Addiction takes a heavy toll on health, impacting every system of the body. Often, a person with an addiction has numerous health problems that go undetected and untreated during the active phase of drug and/or alcohol use. Medical care to ease the effects of detoxification is crucial — and often, lifesaving.
Then, once the body is alcohol and/or drug-free, it’s far easier for professionals to properly diagnose and treat medical issues. Any physical treatment is also much more likely to be effective. Healing from addiction makes it much more probable that a person will consistently seek out the right kind of medical care — making a lifetime of healthy recovery achievable.
Mental Health Treatment
Mental health is inseparable from physical health. The addictive process can activate underlying mental health issues, and worsen existing ones. According to statistics from the National Survey on Drug Use and Health, 45 percent of people with addiction have a “dual diagnosis” — a co-occurring mental health disorder.
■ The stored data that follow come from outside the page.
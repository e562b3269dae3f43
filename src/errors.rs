use thiserror::Error;

/// Typed error hierarchy for toolweave.
///
/// Use at module boundaries (RPC dispatch, store access, executor tasks,
/// session pool). Internal/leaf functions can continue using `anyhow::Result`
/// — the `Internal` variant allows seamless conversion via the `?` operator.
#[derive(Debug, Error)]
pub enum GatewayError {
    #[error("Invalid parameters: {0}")]
    InvalidParams(String),

    #[error("Not found: {0}")]
    NotFound(String),

    #[error("Storage error: {0}")]
    Storage(String),

    #[error("Backend tool error: {tool}: {message}")]
    BackendTool { tool: String, message: String },

    #[error("Timed out after {0}ms")]
    Timeout(u64),

    #[error("Connection pool exhausted ({max} connections)")]
    PoolExhausted { max: usize },

    #[error("Rate limit exceeded")]
    RateLimited { retry_after: Option<u64> },

    #[error("Blocked by safety policy: {0}")]
    SafetyBlock(String),

    #[error("Cancelled: {0}")]
    Cancelled(String),

    #[error(transparent)]
    Internal(#[from] anyhow::Error),
}

/// Convenience alias for results using GatewayError.
pub type GatewayResult<T> = std::result::Result<T, GatewayError>;

impl GatewayError {
    /// Stable machine-readable kind, used in task results and the event stream.
    pub fn kind(&self) -> &'static str {
        match self {
            GatewayError::InvalidParams(_) => "invalid_params",
            GatewayError::NotFound(_) => "not_found",
            GatewayError::Storage(_) => "storage",
            GatewayError::BackendTool { .. } => "backend_tool",
            GatewayError::Timeout(_) => "timeout",
            GatewayError::PoolExhausted { .. } => "pool_exhausted",
            GatewayError::RateLimited { .. } => "rate_limited",
            GatewayError::SafetyBlock(_) => "safety_block",
            GatewayError::Cancelled(_) => "cancelled",
            GatewayError::Internal(_) => "internal",
        }
    }

    /// JSON-RPC 2.0 error code for this error at the RPC boundary.
    ///
    /// Invalid input and unknown ids surface as -32602 per the protocol
    /// contract; everything else that escapes a handler is -32603.
    pub fn rpc_code(&self) -> i64 {
        match self {
            GatewayError::InvalidParams(_) | GatewayError::NotFound(_) => -32602,
            _ => -32603,
        }
    }

    /// Whether this error is retriable at the caller's discretion.
    pub fn is_retryable(&self) -> bool {
        matches!(
            self,
            GatewayError::Storage(_) | GatewayError::RateLimited { .. } | GatewayError::Timeout(_)
        )
    }
}

#[cfg(test)]
mod tests {
    use super::*;

    #[test]
    fn invalid_params_display_and_code() {
        let err = GatewayError::InvalidParams("missing intent".into());
        assert_eq!(err.to_string(), "Invalid parameters: missing intent");
        assert_eq!(err.rpc_code(), -32602);
        assert_eq!(err.kind(), "invalid_params");
    }

    #[test]
    fn not_found_maps_to_invalid_params_code() {
        let err = GatewayError::NotFound("workflow wf-1".into());
        assert_eq!(err.rpc_code(), -32602);
        assert_eq!(err.kind(), "not_found");
    }

    #[test]
    fn storage_is_retryable_internal_code() {
        let err = GatewayError::Storage("disk full".into());
        assert!(err.is_retryable());
        assert_eq!(err.rpc_code(), -32603);
    }

    #[test]
    fn backend_tool_display() {
        let err = GatewayError::BackendTool {
            tool: "filesystem:read".into(),
            message: "permission denied".into(),
        };
        assert_eq!(
            err.to_string(),
            "Backend tool error: filesystem:read: permission denied"
        );
        assert!(!err.is_retryable());
    }

    #[test]
    fn timeout_kind() {
        let err = GatewayError::Timeout(30_000);
        assert_eq!(err.kind(), "timeout");
        assert!(err.is_retryable());
    }

    #[test]
    fn internal_from_anyhow() {
        let anyhow_err = anyhow::anyhow!("something broke");
        let err: GatewayError = anyhow_err.into();
        assert!(matches!(err, GatewayError::Internal(_)));
        assert_eq!(err.kind(), "internal");
        assert_eq!(err.rpc_code(), -32603);
    }
}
Mental health disorders are difficult to treat during the active phase of addiction.
Once a person with an addiction is physically stable and a strong recovery program is underway, mental health treatment can start, too. Most inpatient and outpatient drug rehab programs offer comprehensive mental health services or access to a network of recommended providers. Treating the “whole person” is what the best programs are all about!
New Friends in Recovery
Social isolation and addiction to drugs and alcohol tend to go hand in hand. Warm, supportive, honest connections are the antidote. Taking a look at one’s “playgrounds and playmates” is a vital aspect of recovery. To maintain sobriety, one can’t go back into close relationships with people who abuse drugs or alcohol.
Fortunately, there’s a vast network of treatment center- and community-based support groups for people from all walks of life who have addictions. These lifelines to connection are as close as a quick online search. New friendships in recovery have a different basis than those made while in active addiction. It can be challenging to learn new ways of relating when not under the influence of drugs and/or alcohol, but it’s a powerful protection against loneliness.
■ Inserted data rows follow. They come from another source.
//! HTTP gateway: JSON-RPC endpoint, SSE event streams, package-session
//! routes, and the read-only inspection API.

pub mod guard;
pub mod meta;
pub mod rpc;
pub mod stdio;

pub use guard::{ApiGuard, Identity};

use crate::errors::GatewayError;
use crate::executor::BusEvent;
use crate::graph::NodeKind;
use crate::graph::pathfinder::Pathfinder;
use crate::runtime::CoreRuntime;
use axum::extract::{Query, Request, State};
use axum::http::StatusCode;
use axum::middleware::{self, Next};
use axum::response::sse::{Event, KeepAlive, Sse};
use axum::response::{IntoResponse, Response};
use axum::routing::{get, post};
use axum::{Extension, Json, Router};
use serde::Deserialize;
use serde_json::{Value, json};
use std::sync::Arc;
use std::time::Duration;
use tokio::sync::broadcast;
use tracing::{info, warn};

/// Cadence of the background SHGAT training flush.
const TRAINING_FLUSH_SECS: u64 = 60;

#[derive(Clone)]
pub struct GatewayState {
    pub runtime: Arc<CoreRuntime>,
    pub guard: Arc<ApiGuard>,
}

/// Error wrapper mapping gateway error kinds onto HTTP statuses.
struct ApiError(GatewayError);

impl From<GatewayError> for ApiError {
    fn from(e: GatewayError) -> Self {
        Self(e)
    }
}

impl IntoResponse for ApiError {
    fn into_response(self) -> Response {
        let status = match self.0.kind() {
            "invalid_params" => StatusCode::BAD_REQUEST,
            "not_found" => StatusCode::NOT_FOUND,
            "rate_limited" => StatusCode::TOO_MANY_REQUESTS,
            "pool_exhausted" => StatusCode::SERVICE_UNAVAILABLE,
            _ => StatusCode::INTERNAL_SERVER_ERROR,
        };
        (
            status,
            Json(json!({ "error": self.0.kind(), "message": self.0.to_string() })),
        )
            .into_response()
    }
}

type ApiResult = Result<Json<Value>, ApiError>;

pub fn build_router(state: GatewayState) -> Router {
    Router::new()
        .route("/mcp", post(mcp_post).get(events_stream))
        .route("/health", get(health))
        .route("/events/stream", get(events_stream))
        .route("/pml/register", post(pml_register))
        .route("/pml/heartbeat", post(pml_heartbeat))
        .route("/pml/unregister", post(pml_unregister))
        .route("/api/capabilities", get(api_capabilities))
        .route("/api/graph/hypergraph", get(api_hypergraph))
        .route("/api/metrics", get(api_metrics))
        .route("/api/tools/search", get(api_tools_search))
        .route("/api/graph/path", get(api_graph_path))
        .route("/api/graph/related", get(api_graph_related))
        .layer(middleware::from_fn_with_state(state.clone(), guard_middleware))
        .with_state(state)
}

/// Serve HTTP until shutdown. Also kicks off backend tool sync and the
/// periodic training flush.
pub async fn serve(runtime: Arc<CoreRuntime>) -> anyhow::Result<()> {
    let state = GatewayState {
        guard: Arc::new(ApiGuard::new(&runtime.config.gateway)),
        runtime: runtime.clone(),
    };
    runtime.sync_backend_tools().await;

    {
        let runtime = runtime.clone();
        tokio::spawn(async move {
            let mut ticker =
                tokio::time::interval(Duration::from_secs(TRAINING_FLUSH_SECS));
            loop {
                ticker.tick().await;
                runtime.feedback.flush_training().await;
            }
        });
    }

    let addr = format!(
        "{}:{}",
        runtime.config.gateway.host, runtime.config.gateway.port
    );
    let listener = tokio::net::TcpListener::bind(&addr).await?;
    info!("gateway listening on http://{}", addr);
    axum::serve(listener, build_router(state)).await?;
    Ok(())
}

async fn guard_middleware(
    State(state): State<GatewayState>,
    request: Request,
    next: Next,
) -> Response {
    let method = request.method().clone();
    let path = request.uri().path().to_string();
    if ApiGuard::is_public(&method, &path) {
        return next.run(request).await;
    }
    let Some(identity) = state.guard.identity(request.headers()) else {
        return (
            StatusCode::UNAUTHORIZED,
            Json(json!({ "error": "unauthorized" })),
        )
            .into_response();
    };
    if state.guard.check_rate(&identity).is_err() {
        warn!("rate limited: {}", identity.0);
        return (
            StatusCode::TOO_MANY_REQUESTS,
            Json(json!({ "error": "rate_limited" })),
        )
            .into_response();
    }
    let mut request = request;
    request.extensions_mut().insert(identity);
    next.run(request).await
}

fn caller(identity: Option<&Extension<Identity>>) -> String {
    identity.map_or_else(|| "local:shared".to_string(), |i| i.0.0.clone())
}

// ---------------------------------------------------------------------------
// JSON-RPC + events
// ---------------------------------------------------------------------------

async fn mcp_post(
    State(state): State<GatewayState>,
    identity: Option<Extension<Identity>>,
    body: axum::body::Bytes,
) -> Json<rpc::JsonRpcResponse> {
    let identity = caller(identity.as_ref());
    Json(rpc::handle_frame(&state.runtime, &identity, &body).await)
}

async fn events_stream(
    State(state): State<GatewayState>,
) -> Sse<impl futures_util::Stream<Item = Result<Event, std::convert::Infallible>>> {
    let rx = state.runtime.executor.subscribe();
    let stream = futures_util::stream::unfold(rx, |mut rx| async move {
        loop {
            match rx.recv().await {
                Ok(BusEvent { workflow_id, event }) => {
                    let payload = json!({
                        "workflow_id": workflow_id.to_string(),
                        "event": event,
                    });
                    let sse_event = Event::default().data(payload.to_string());
                    return Some((Ok(sse_event), rx));
                }
                Err(broadcast::error::RecvError::Lagged(skipped)) => {
                    warn!("event stream lagged, {} events dropped", skipped);
                }
                Err(broadcast::error::RecvError::Closed) => return None,
            }
        }
    });
    Sse::new(stream).keep_alive(KeepAlive::default())
}

async fn health(State(state): State<GatewayState>) -> Json<Value> {
    Json(state.runtime.health().await)
}

// ---------------------------------------------------------------------------
// Package sessions
// ---------------------------------------------------------------------------

#[derive(Deserialize)]
struct RegisterBody {
    package: String,
}

async fn pml_register(
    State(state): State<GatewayState>,
    identity: Option<Extension<Identity>>,
    Json(body): Json<RegisterBody>,
) -> ApiResult {
    let identity = caller(identity.as_ref());
    let session = state.runtime.package_sessions.register(&identity, &body.package);
    Ok(Json(json!({ "session_id": session.session_id })))
}

#[derive(Deserialize)]
struct SessionBody {
    session_id: String,
}

async fn pml_heartbeat(
    State(state): State<GatewayState>,
    identity: Option<Extension<Identity>>,
    Json(body): Json<SessionBody>,
) -> ApiResult {
    let identity = caller(identity.as_ref());
    state
        .runtime
        .package_sessions
        .heartbeat(&body.session_id, &identity)?;
    Ok(Json(json!({ "ok": true })))
}

async fn pml_unregister(
    State(state): State<GatewayState>,
    identity: Option<Extension<Identity>>,
    Json(body): Json<SessionBody>,
) -> ApiResult {
    let identity = caller(identity.as_ref());
    state
        .runtime
        .package_sessions
        .unregister(&body.session_id, &identity)?;
    Ok(Json(json!({ "ok": true })))
}

// ---------------------------------------------------------------------------
// Inspection API
// ---------------------------------------------------------------------------

#[derive(Deserialize)]
struct PageQuery {
    #[serde(default = "default_limit")]
    limit: usize,
    #[serde(default)]
    offset: usize,
}

fn default_limit() -> usize {
    50
}

async fn api_capabilities(
    State(state): State<GatewayState>,
    Query(page): Query<PageQuery>,
) -> ApiResult {
    let capabilities = state.runtime.store.list(page.limit.min(200), page.offset)?;
    let items: Vec<Value> = capabilities
        .iter()
        .map(|c| {
            json!({
                "id": c.id.to_string(),
                "fqdn": c.fqdn.to_string(),
                "tools_used": c.tools_used,
                "success_rate": c.success_rate,
                "usage_count": c.usage_count,
                "avg_duration_ms": c.avg_duration_ms,
                "last_used": c.last_used.to_rfc3339(),
                "source": c.source,
            })
        })
        .collect();
    Ok(Json(json!({
        "total": state.runtime.store.count()?,
        "items": items,
    })))
}

async fn api_hypergraph(State(state): State<GatewayState>) -> ApiResult {
    let snapshot = state.runtime.graph.snapshot();
    let pagerank = state.runtime.graph.pagerank();
    let communities = state.runtime.graph.communities();

    let nodes: Vec<Value> = snapshot
        .nodes
        .iter()
        .map(|node| {
            json!({
                "id": node.id,
                "label": node.kind.label(),
                "kind": if node.kind.is_tool() { "tool" } else { "capability" },
                "pagerank": pagerank.get(node.id as usize).copied().unwrap_or(0.0),
                "community": communities.get(node.id as usize).copied().unwrap_or(-1),
                "degree": snapshot.degree(node.id),
            })
        })
        .collect();
    let edges: Vec<Value> = snapshot
        .edges()
        .map(|(&(from, to), edge)| {
            json!({ "from": from, "to": to, "weight": edge.weight, "count": edge.count })
        })
        .collect();
    let hyperedges: Vec<Value> = snapshot
        .hyperedges()
        .iter()
        .map(|he| {
            json!({
                "id": he.id,
                "sources": he.sources,
                "targets": he.targets,
                "weight": he.weight,
            })
        })
        .collect();

    Ok(Json(json!({
        "nodes": nodes,
        "edges": edges,
        "hyperedges": hyperedges,
        "density": snapshot.density(),
        "adaptive_alpha": snapshot.adaptive_alpha(),
    })))
}

#[derive(Deserialize)]
struct MetricsQuery {
    /// When present, also return recent samples for this metric.
    name: Option<String>,
    #[serde(default = "default_search_limit")]
    limit: usize,
}

async fn api_metrics(
    State(state): State<GatewayState>,
    Query(query): Query<MetricsQuery>,
) -> ApiResult {
    let stored = state
        .runtime
        .db
        .metric_summary()
        .map_err(|e| GatewayError::Storage(e.to_string()))?;
    let metrics: Vec<Value> = stored
        .into_iter()
        .map(|(name, count, avg)| json!({ "name": name, "samples": count, "avg": avg }))
        .collect();
    let samples = match &query.name {
        Some(name) => Some(
            state
                .runtime
                .db
                .recent_metrics(name, query.limit.min(200))
                .map_err(|e| GatewayError::Storage(e.to_string()))?
                .into_iter()
                .map(|(ts, value)| json!({ "timestamp": ts, "value": value }))
                .collect::<Vec<_>>(),
        ),
        None => None,
    };
    let cache = state.runtime.schema_cache.stats();
    Ok(Json(json!({
        "metrics": metrics,
        "samples": samples,
        "thresholds": state.runtime.thresholds.metrics(),
        "schema_cache": cache,
        "top_tools": state
            .runtime
            .schema_cache
            .top_tools(10)
            .into_iter()
            .map(|(id, hits)| json!({ "tool_id": id.to_string(), "hits": hits }))
            .collect::<Vec<_>>(),
    })))
}

#[derive(Deserialize)]
struct SearchQuery {
    q: String,
    #[serde(default = "default_search_limit")]
    limit: usize,
}

fn default_search_limit() -> usize {
    10
}

async fn api_tools_search(
    State(state): State<GatewayState>,
    Query(query): Query<SearchQuery>,
) -> ApiResult {
    let embedding = state
        .runtime
        .facade
        .encode(&query.q)
        .await
        .map_err(GatewayError::Internal)?;
    let scores = state.runtime.scorer.score_all_tools(&embedding, None);
    let items: Vec<Value> = scores
        .into_iter()
        .take(query.limit.min(50))
        .map(|s| json!({ "tool_id": s.tool_id.to_string(), "score": s.score }))
        .collect();
    Ok(Json(json!({ "items": items })))
}

#[derive(Deserialize)]
struct PathQuery {
    from: String,
    to: String,
}

async fn api_graph_path(
    State(state): State<GatewayState>,
    Query(query): Query<PathQuery>,
) -> ApiResult {
    let snapshot = state.runtime.graph.snapshot();
    let resolve = |name: &str| -> Result<crate::graph::NodeId, GatewayError> {
        let tool_id = crate::capability::ToolId::parse(name)
            .map_err(|e| GatewayError::InvalidParams(e.to_string()))?;
        snapshot
            .resolve(&crate::graph::NodeRef::Tool(tool_id))
            .ok_or_else(|| GatewayError::NotFound(format!("tool {name}")))
    };
    let from = resolve(&query.from)?;
    let to = resolve(&query.to)?;
    let result = Pathfinder::find_shortest_hyperpath(&snapshot, from, to);
    let sequence: Vec<String> = result
        .node_sequence
        .iter()
        .filter_map(|id| snapshot.node(*id).map(|n| n.kind.label()))
        .collect();
    Ok(Json(json!({
        "found": result.found,
        "node_sequence": sequence,
        "path": result.path,
        "total_weight": if result.found { Some(result.total_weight) } else { None },
    })))
}

#[derive(Deserialize)]
struct RelatedQuery {
    tool_id: String,
    #[serde(default = "default_search_limit")]
    limit: usize,
}

async fn api_graph_related(
    State(state): State<GatewayState>,
    Query(query): Query<RelatedQuery>,
) -> ApiResult {
    let snapshot = state.runtime.graph.snapshot();
    let tool_id = crate::capability::ToolId::parse(&query.tool_id)
        .map_err(|e| GatewayError::InvalidParams(e.to_string()))?;
    let node = snapshot
        .resolve(&crate::graph::NodeRef::Tool(tool_id))
        .ok_or_else(|| GatewayError::NotFound(format!("tool {}", query.tool_id)))?;

    let mut related: Vec<Value> = snapshot
        .nodes
        .iter()
        .filter(|n| n.id != node)
        .filter_map(|n| {
            let score = snapshot.adamic_adar(node, &[n.id]);
            (score > 0.0).then(|| {
                json!({
                    "name": n.kind.label(),
                    "kind": if matches!(n.kind, NodeKind::Tool { .. }) { "tool" } else { "capability" },
                    "score": score,
                })
            })
        })
        .collect();
    related.sort_by(|a, b| {
        b["score"]
            .as_f64()
            .partial_cmp(&a["score"].as_f64())
            .unwrap_or(std::cmp::Ordering::Equal)
    });
    related.truncate(query.limit.min(50));
    Ok(Json(json!({ "related": related })))
}

#[cfg(test)]
mod tests;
Money problems are common consequences of addiction. These issues might have started long before the active addiction took hold. A supportive clinical and recovery community can be extremely helpful to the recovering addict. Together, they can identify long-standing patterns, work through personal concerns, and develop a workable plan of action in regard to finances. Inner peace from wise financial decisions can’t be bought — it’s cultivated with the help of a sober community.
Getting help for an addiction can mean healing and peace in numerous aspects of life; these are just a few. Consider them as you make important decisions about treatment for you or a loved one!